Rafael Khanali oglu Allahverdiyev () (9 May 1945 – 11 January 2009) was an Azerbaijani politician, co-founder of the New Azerbaijan Party and the second Mayor of Baku, capital of Azerbaijan.

Allahverdiyev was born to a family of an oil worker in Baku. He had graduated from Azerbaijan National Academy of Sciences in 1974 and from Western University in 1994 with a degree in management.

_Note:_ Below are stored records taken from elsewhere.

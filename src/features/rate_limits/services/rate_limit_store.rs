use async_trait::async_trait;
use sqlx::PgPool;
use thiserror::Error;

use crate::features::rate_limits::models::{DecisionSource, RateLimitDecision, RateLimitPolicy};

#[derive(Debug, Error)]
pub enum RateLimitStoreError {
    #[error("Rate limit store query failed: {0}")]
    Database(#[from] sqlx::Error),

    #[error("Rate limit store unavailable: {0}")]
    Unavailable(String),
}

/// What one sliding-log check does, given the state read under the key's lock
#[derive(Debug, Clone, Copy, PartialEq, Eq)]
pub enum SlidingLogStep {
    /// A block is already active. It is reported as-is, never extended.
    Blocked { until_ms: i64 },
    /// The window is full, so a new block starts now
    StartBlock { until_ms: i64 },
    /// Admit and record one row
    Record { remaining: u32 },
}

impl SlidingLogStep {
    /// `count` is the number of rows left in the window after pruning
    pub fn evaluate(
        count: u32,
        active_block: Option<i64>,
        policy: RateLimitPolicy,
        now_ms: i64,
    ) -> Self {
        if let Some(until_ms) = active_block {
            return Self::Blocked { until_ms };
        }

        if count >= policy.max_requests {
            return Self::StartBlock {
                until_ms: now_ms + policy.block_duration_ms,
            };
        }

        Self::Record {
            remaining: policy.max_requests - count - 1,
        }
    }

    pub fn decision(self, policy: RateLimitPolicy, now_ms: i64) -> RateLimitDecision {
        match self {
            Self::Blocked { until_ms } | Self::StartBlock { until_ms } => {
                RateLimitDecision::block(policy, until_ms, DecisionSource::Store)
            }
            Self::Record { remaining } => RateLimitDecision::allow(
                policy,
                remaining,
                now_ms + policy.window_ms,
                DecisionSource::Store,
            ),
        }
    }
}

/// Durable sliding-log rows and penalty blocks.
///
/// `check_and_record` must run prune, count, block lookup and the resulting
/// write as one unit per key, so concurrent callers cannot all read the same
/// count and all be admitted.
#[async_trait]
pub trait RateLimitStore: Send + Sync {
    async fn check_and_record(
        &self,
        key: &str,
        policy: RateLimitPolicy,
        now_ms: i64,
    ) -> Result<RateLimitDecision, RateLimitStoreError>;

    /// Remove rows older than `older_than_ms` and blocks expired at `now_ms`, for every key
    async fn sweep(&self, older_than_ms: i64, now_ms: i64) -> Result<u64, RateLimitStoreError>;
}

/// Postgres-backed store, safe to share between horizontally scaled processes
pub struct PgRateLimitStore {
    pool: PgPool,
}

impl PgRateLimitStore {
    pub fn new(pool: PgPool) -> Self {
        Self { pool }
    }
}

#[async_trait]
impl RateLimitStore for PgRateLimitStore {
    async fn check_and_record(
        &self,
        key: &str,
        policy: RateLimitPolicy,
        now_ms: i64,
    ) -> Result<RateLimitDecision, RateLimitStoreError> {
        let mut tx = self.pool.begin().await?;

        // Serializes every check for this key until commit, across processes
        sqlx::query("SELECT pg_advisory_xact_lock(hashtext($1))")
            .bind(key)
            .execute(&mut *tx)
            .await?;

        sqlx::query("DELETE FROM rate_limit_requests WHERE key = $1 AND ts_ms < $2")
            .bind(key)
            .bind(now_ms - policy.window_ms)
            .execute(&mut *tx)
            .await?;

        let count: i64 =
            sqlx::query_scalar("SELECT COUNT(*) FROM rate_limit_requests WHERE key = $1")
                .bind(key)
                .fetch_one(&mut *tx)
                .await?;

        let active_block: Option<i64> = sqlx::query_scalar(
            r#"
            SELECT blocked_until_ms
            FROM rate_limit_blocks
            WHERE key = $1
              AND blocked_until_ms > $2
            "#,
        )
        .bind(key)
        .bind(now_ms)
        .fetch_optional(&mut *tx)
        .await?;

        let count = u32::try_from(count).unwrap_or(u32::MAX);
        let step = SlidingLogStep::evaluate(count, active_block, policy, now_ms);

        match step {
            SlidingLogStep::Blocked { .. } => {}
            SlidingLogStep::StartBlock { until_ms } => {
                sqlx::query(
                    r#"
                    INSERT INTO rate_limit_blocks (key, blocked_until_ms)
                    VALUES ($1, $2)
                    ON CONFLICT (key) DO UPDATE SET blocked_until_ms = EXCLUDED.blocked_until_ms
                    "#,
                )
                .bind(key)
                .bind(until_ms)
                .execute(&mut *tx)
                .await?;

                tracing::info!(
                    "Rate limit block set for key '{}' until {} ({} requests in window)",
                    key,
                    until_ms,
                    count
                );
            }
            SlidingLogStep::Record { .. } => {
                sqlx::query("INSERT INTO rate_limit_requests (key, ts_ms) VALUES ($1, $2)")
                    .bind(key)
                    .bind(now_ms)
                    .execute(&mut *tx)
                    .await?;
            }
        }

        tx.commit().await?;

        Ok(step.decision(policy, now_ms))
    }

    async fn sweep(&self, older_than_ms: i64, now_ms: i64) -> Result<u64, RateLimitStoreError> {
        let mut tx = self.pool.begin().await?;

        let rows = sqlx::query("DELETE FROM rate_limit_requests WHERE ts_ms < $1")
            .bind(older_than_ms)
            .execute(&mut *tx)
            .await?
            .rows_affected();

        let blocks = sqlx::query("DELETE FROM rate_limit_blocks WHERE blocked_until_ms <= $1")
            .bind(now_ms)
            .execute(&mut *tx)
            .await?
            .rows_affected();

        tx.commit().await?;

        Ok(rows + blocks)
    }
}
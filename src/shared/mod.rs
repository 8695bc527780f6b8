pub mod constants;
pub mod types;
pub mod validation;

#[cfg(test)]
pub mod test_helpers;
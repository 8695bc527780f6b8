pub mod deploy_dto;

pub use deploy_dto::*;
pub mod rate_limit_decision;
pub mod rate_limit_policy;

pub use rate_limit_decision::{DecisionSource, RateLimitDecision};
pub use rate_limit_policy::{ActionClass, RateLimitPolicy};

In earlier years, he had worked as an operator at the Garadagneft oil refinery. In 1971 through 1983, he held various positions at the Central Committee of Azerbaijan Communist Party. From 1983 until 1988, Allahverdiyev served as the head of executive power of Narimanov district of Baku, and from 1988 to 1993, as the director of operations of International Bank of Azerbaijan.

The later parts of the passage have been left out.